He literally went against the tide when he quit his job as a doctor. Five years later, Amit Wanchoo employs hundreds of people at his event management company who host everything from weddings to soap-opera crews. Syed Asma spends some light moments with a born rebel.

Amit Wanchoo is a jovial, witty guy. He makes every conversation so interesting with his personal anecdotes that you hardly remember the thing you actually were talking about!

Amit Wanchoo
Amit Wanchoo

Wanchoo is into event management. His firm, ‘Space Communication’ manages all kinds of events-business, sports, entertainment, conferences and film and television shoots.

Sitting in a modest office, its branches in both Jammu as well as in Kashmir, Amit presently employees hundreds of people, of which more than 50 are on rolls and others are assignment based.

Of late, apart from organising some major sports events of cricket and football in Valley, he hosted crews of some television shows including the cast and crew of Tarak Mehta ka Ulta Cheshma in Kashmir and is expecting them again in March.

“Getting cast and crew of Tarak Mehta was a boon, as it is widely watched in India, so it can get us more tourists. More tourists mean more business,” says Amit, 35, wearing a cheerful look on his face.

What makes Amit content about his work is more inflow of television crews in Kashmir. Last year he hosted crews of three television shows and in March he is expecting to get Balaji productions in Kashmir. “They will be shooting for their three soap-operas, though names are not out yet,” says Amit.

Besides, he organised four grand weddings in Kashmir. The couples belonged to Uttar Pradesh, West Bengal, Maharashtra and Delhi.

“For the first one, I was approached by a friend where I could not say no. And the wedding happened so well that others just followed in.”

Amit started event management by organising medical conferences. And what clicked was an event in Maharashtra where the then Tourism Minister, Rigzin Jora was the chief guest. “Jora was so impressed by our work that afterwards he mostly approached us for organising Tourism functions in Valley,” shares Amit.

Amit has studied medicine but has barely practiced the profession for seven months. He chose to resign from a permanent government job and be an outlaw at home.

“For four months I could not tell at home that I left the job, so, I used to leave home every morning and come back in the evening,” says Amit.

After they got to know about it, there was a social boycott with him at home. For more than a year they did not dine together.

“Obviously, a PSC confirmed doctor had left a permanent job, it was as good as committing suicide,” says Amit with a straight face and laughs.

After leaving medicine, he joined his family business, besides, was working with Rotary International (Rotary Club). Through the same club, he got a fellowship in Yale and came back in 2008 after which things started getting a proper shape for him.

Belonging to a well-to-do Pandit business family, education was of utmost importance for them. His father Kumar Wanchoo is into pharmaceutical business and is running Valley’s lone pharmaceutical manufacturing company, ‘Etion’ for past three decades.

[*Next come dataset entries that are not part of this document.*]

//! Ready-made records, contexts and registries for tests.

use serde_json::json;
use std::sync::Arc;

use crate::adapters::StructuredFields;
use crate::context::{Clients, RunContext, RunOptions, RunScope, SearchTarget};
use crate::core::Record;
use crate::errors::Result;
use crate::events::CollectingEventSink;
use crate::registry::StepRegistry;
use crate::settings::Settings;

/// Records discovered by `source` for "aspirin", in order.
#[must_use]
pub fn discovered(source: &str, urls: &[&str]) -> Vec<Record> {
    urls.iter()
        .enumerate()
        .map(|(i, url)| Record::discovered("aspirin", source, url, i))
        .collect()
}

/// A product page as a structured-extraction provider reports it.
#[must_use]
pub fn product_page(title: &str, price: &str, probability: f64) -> StructuredFields {
    StructuredFields::from([
        ("title".to_string(), json!(title)),
        ("price".to_string(), json!(price)),
        ("probability".to_string(), json!(probability)),
    ])
}

/// A run context for a keyword search with collected events.
#[must_use]
pub fn keyword_run(term: &str, clients: Clients) -> (RunContext, Arc<CollectingEventSink>) {
    let sink = Arc::new(CollectingEventSink::new());
    let ctx = RunContext::new(SearchTarget::infer(term), "tester")
        .with_options(RunOptions::default())
        .with_clients(clients)
        .with_event_sink(sink.clone());
    (ctx, sink)
}

/// The same context scoped to `country`.
#[must_use]
pub fn scoped(ctx: RunContext, country: &str) -> RunContext {
    ctx.with_scope(RunScope::unscoped().with_country(country))
}

/// The built-in registry over the default settings merged with `overrides`.
pub fn registry_with(overrides: &str) -> Result<StepRegistry> {
    let settings = Settings::merged(overrides)?;
    Ok(StepRegistry::with_builtin_steps(&settings))
}
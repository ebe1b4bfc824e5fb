//! Related-term query expansion.

use async_trait::async_trait;
use serde::{Deserialize, Serialize};
use serde_json::{json, Value};
use std::collections::{BTreeSet, HashMap};
use tracing::{info, warn};

use super::discovery::known_ids;
use super::{Step, StepDescriptor, StepOutput};
use crate::adapters::{ExpandedTerm, SearchQuery};
use crate::context::{SearchTarget, StepContext};
use crate::core::{fields, Record, RecordId, StepKind};
use crate::errors::{ListingflowError, Result};

fn default_max_terms() -> usize {
    5
}

fn default_candidate_terms() -> usize {
    50
}

/// Layered configuration of [`KeywordEnrichmentStep`].
#[derive(Debug, Clone, PartialEq, Eq, Serialize, Deserialize)]
pub struct EnrichmentConfig {
    /// Related terms kept, by descending volume.
    #[serde(default = "default_max_terms")]
    pub max_terms: usize,
    /// Suggestions requested from the expander before selection. Never
    /// fewer than `max_terms + 1`, since the original keyword may come back.
    #[serde(default = "default_candidate_terms")]
    pub candidate_terms: usize,
    /// Result cap per term and source. Defaults to the run's cap.
    #[serde(default)]
    pub results_per_term: Option<usize>,
}

impl Default for EnrichmentConfig {
    fn default() -> Self {
        Self {
            max_terms: default_max_terms(),
            candidate_terms: default_candidate_terms(),
            results_per_term: None,
        }
    }
}

/// Searches related keywords and adds what they find.
///
/// New URLs become new records continuing the discovery index; records found
/// again are annotated with the terms that found them. Nothing is removed.
/// When enrichment is off for the run, the input passes through unchanged so
/// later ordinals stay stable.
#[derive(Debug, Clone)]
pub struct KeywordEnrichmentStep {
    descriptor: StepDescriptor,
    config: EnrichmentConfig,
}

impl KeywordEnrichmentStep {
    /// Registry identifier.
    pub const ID: &'static str = "keyword_enrichment";

    /// Creates the step.
    #[must_use]
    pub fn new(config: EnrichmentConfig) -> Self {
        Self {
            descriptor: StepDescriptor::new(Self::ID, StepKind::Enricher),
            config,
        }
    }

    fn requested_terms(&self) -> usize {
        self.config.candidate_terms.max(self.config.max_terms + 1)
    }

    /// Drops the original keyword, merges case variants by summing their
    /// volume, and keeps the `max_terms` highest volumes.
    fn top_terms(&self, terms: Vec<ExpandedTerm>, original: &str) -> Vec<ExpandedTerm> {
        let original = original.trim().to_lowercase();
        let mut merged: Vec<ExpandedTerm> = Vec::with_capacity(terms.len());
        let mut positions: HashMap<String, usize> = HashMap::new();
        for term in terms {
            let key = term.term.trim().to_lowercase();
            if key.is_empty() || key == original {
                continue;
            }
            match positions.get(&key) {
                Some(&i) => merged[i].volume += term.volume,
                None => {
                    positions.insert(key, merged.len());
                    merged.push(ExpandedTerm {
                        term: term.term.trim().to_string(),
                        volume: term.volume,
                    });
                }
            }
        }
        // Stable sort keeps the expander's order among equal volumes.
        merged.sort_by(|a, b| b.volume.cmp(&a.volume));
        merged.truncate(self.config.max_terms);
        merged
    }
}

#[async_trait]
impl Step for KeywordEnrichmentStep {
    fn descriptor(&self) -> &StepDescriptor {
        &self.descriptor
    }

    async fn execute(&self, input: &[Record], ctx: &StepContext<'_>) -> Result<StepOutput> {
        let records = input.to_vec();
        let SearchTarget::Keyword(keyword) = ctx.target() else {
            return Ok(StepOutput::new(records));
        };
        let expander = match ctx.clients().expander() {
            Some(expander) if ctx.options().enrich_keywords => expander,
            _ => {
                info!("Keyword enrichment disabled, passing records through");
                return Ok(StepOutput::new(records));
            }
        };

        let terms = match expander.expand(keyword, self.requested_terms()).await {
            Ok(terms) => self.top_terms(terms, keyword),
            Err(err) if err.is_transient() => {
                warn!(error = %err, "Keyword expansion failed, passing records through");
                return Ok(StepOutput::new(records));
            }
            Err(err) => return Err(ListingflowError::Source(err)),
        };

        let stamp = ctx.stamp();
        let per_term = self.config.results_per_term.unwrap_or(ctx.options().max_results);
        let mut records = records;
        let mut ids = known_ids(&records);
        let mut found_again: HashMap<RecordId, BTreeSet<String>> = HashMap::new();
        let mut next_index = records.iter().map(|r| r.discovery_index() + 1).max().unwrap_or(0);
        let (mut attempted, mut failed) = (0, 0);

        for term in &terms {
            let query = SearchQuery::new(SearchTarget::Keyword(term.term.clone()))
                .with_country(ctx.country().map(str::to_string));
            for source in ctx.clients().sources_for(&query.target) {
                if ctx.is_cancelled() {
                    return Ok(StepOutput::new(records)
                        .with_failures(attempted, failed)
                        .interrupted());
                }
                attempted += 1;
                let listings = match source.search(&query, per_term).await {
                    Ok(listings) => listings,
                    Err(err) if err.is_transient() => {
                        warn!(term = %term.term, source = source.name(), error = %err, "Related-term search failed");
                        failed += 1;
                        continue;
                    }
                    Err(err) => return Err(ListingflowError::Source(err)),
                };
                for listing in listings.into_iter().take(per_term) {
                    let mut record = Record::discovered(&term.term, source.name(), &listing.url, next_index);
                    if ids.insert(record.id().clone()) {
                        record.raw_mut().extend(listing.fields);
                        record.derive(fields::KEYWORD_VOLUME, json!(term.volume), &stamp)?;
                        record.derive(fields::RELATED_TERMS, json!([term.term]), &stamp)?;
                        records.push(record);
                        next_index += 1;
                    } else {
                        found_again
                            .entry(record.id().clone())
                            .or_default()
                            .insert(term.term.clone());
                    }
                }
            }
        }

        for record in records.iter_mut().filter(|r| r.is_active()) {
            if let Some(terms) = found_again.remove(record.id()) {
                let mut all: BTreeSet<String> = record
                    .derived(fields::RELATED_TERMS)
                    .and_then(Value::as_array)
                    .map(|a| a.iter().filter_map(|v| v.as_str().map(str::to_string)).collect())
                    .unwrap_or_default();
                all.extend(terms);
                record.derive(fields::RELATED_TERMS, json!(all), &stamp)?;
            }
        }

        info!(terms = terms.len(), records = records.len(), "Keyword enrichment done");
        Ok(StepOutput::new(records).with_failures(attempted, failed))
    }
}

Excellent in his studies, Amit was asked to choose medicine. Being an obedient son, he qualified the entrance examination and joined Jhelum Valley College (JVC). It was 1999.

“Taking my studies serious for about a year, I topped my batch in the exams but could not do it for long. I mean topping every batch would have been suffocating and redundant,” he says jokingly.

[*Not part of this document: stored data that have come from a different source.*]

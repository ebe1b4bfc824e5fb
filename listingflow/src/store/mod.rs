//! Persistence of step artifacts and run manifests.
//!
//! An artifact is addressed by (run id, step id). Re-persisting a step's
//! artifact within a run replaces that artifact only; other steps' artifacts
//! are never touched.

mod file;
mod memory;

pub use file::FileArtifactStore;
pub use memory::InMemoryArtifactStore;

use async_trait::async_trait;
use serde::{Deserialize, Serialize};

use crate::core::Artifact;
use crate::errors::Result;
use crate::pipeline::RunManifest;

/// Where an artifact lives, as listed by [`ArtifactStore::list`].
#[derive(Debug, Clone, PartialEq, Eq, PartialOrd, Ord, Serialize, Deserialize)]
pub struct ArtifactRef {
    /// Ordinal of the producing step.
    pub ordinal: usize,
    /// Producing step.
    pub step_id: String,
    /// Store-specific location.
    pub location: String,
}

/// Storage backend for artifacts and manifests.
#[async_trait]
pub trait ArtifactStore: Send + Sync {
    /// Reserves storage for a new run and returns its location.
    ///
    /// Fails with a configuration error if the run already exists.
    async fn create_run(&self, run_id: &str) -> Result<String>;

    /// Writes `artifact`, replacing a previous artifact of the same step.
    async fn persist(&self, artifact: &Artifact) -> Result<String>;

    /// Loads the artifact of `step_id` in `run_id`.
    async fn load(&self, run_id: &str, step_id: &str) -> Result<Artifact>;

    /// Writes the run manifest.
    async fn persist_manifest(&self, manifest: &RunManifest) -> Result<String>;

    /// Loads the run manifest.
    async fn load_manifest(&self, run_id: &str) -> Result<RunManifest>;

    /// Lists the artifacts of a run ordered by ordinal.
    async fn list(&self, run_id: &str) -> Result<Vec<ArtifactRef>>;
}
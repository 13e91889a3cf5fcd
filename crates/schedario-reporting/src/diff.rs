//! Diff reporter: what changed between two persisted mappings.

use std::collections::BTreeMap;
use std::fmt;

use serde::Serialize;

/// A headword whose rendered definition differs between runs.
#[derive(Debug, Clone, PartialEq, Eq, Serialize)]
pub struct Change {
    pub headword: String,
    pub old: String,
    pub new: String,
}

/// Additions, removals and changes, each sorted by headword.
#[derive(Debug, Clone, Default, PartialEq, Eq, Serialize)]
pub struct MappingDiff {
    pub added: Vec<(String, String)>,
    pub removed: Vec<(String, String)>,
    pub changed: Vec<Change>,
}

impl MappingDiff {
    pub fn is_empty(&self) -> bool {
        self.added.is_empty() && self.removed.is_empty() && self.changed.is_empty()
    }
}

impl fmt::Display for MappingDiff {
    fn fmt(&self, f: &mut fmt::Formatter<'_>) -> fmt::Result {
        write!(
            f,
            "{} added, {} removed, {} changed",
            self.added.len(),
            self.removed.len(),
            self.changed.len()
        )
    }
}

/// Compare two flat mappings. Both are walked in key order, so the result
/// is deterministic.
pub fn diff_mappings(
    old: &BTreeMap<String, String>,
    new: &BTreeMap<String, String>,
) -> MappingDiff {
    let mut diff = MappingDiff::default();

    for (headword, old_def) in old {
        match new.get(headword) {
            None => diff.removed.push((headword.clone(), old_def.clone())),
            Some(new_def) if new_def != old_def => diff.changed.push(Change {
                headword: headword.clone(),
                old: old_def.clone(),
                new: new_def.clone(),
            }),
            Some(_) => {}
        }
    }
    for (headword, new_def) in new {
        if !old.contains_key(headword) {
            diff.added.push((headword.clone(), new_def.clone()));
        }
    }

    diff
}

“So, I took my guitar and started entertaining people.”

Amit is a trained musician and singer. During his college days he had founded a music band, ‘Immersion’, probably the first in Kashmir. Other group members were Mehmeet Syed, King Paul, Irfan and Bilal. But the group could not sustain.

It was the same period he had conceived the name for his firm ‘Space Communication’, though he had no idea what to do with it.

“It was one of our boring lectures of medicine that promoted me to think about this name,” he says. “I remember I wrote a song as well during that class.”

Amit says if Kashmir would have been a normal peaceful place, he would have been a doctor working in SKIMS and doing private practices.

“Our exams never happened on time. The degree which usually takes five years took 7 or 8 years of mine. So, I got a lot of time to realize that I somehow do not fit in the set system of a hospital,” he says.

He has his own way of treating patients – by singing for them and listening to their stories. His friends even joke and tell him Rajkumar Hirani got inspired by you and made ‘Munna Bhai MBBS’.

“Though I was insouciant in college, but I was most adored. I was the lone Kashmiri Pandit in the college then and enjoyed 5-tier security from my friends and teachers,” Amit adds, “If someone wanted to meet me it would take him at least 1 hour to actually see me.”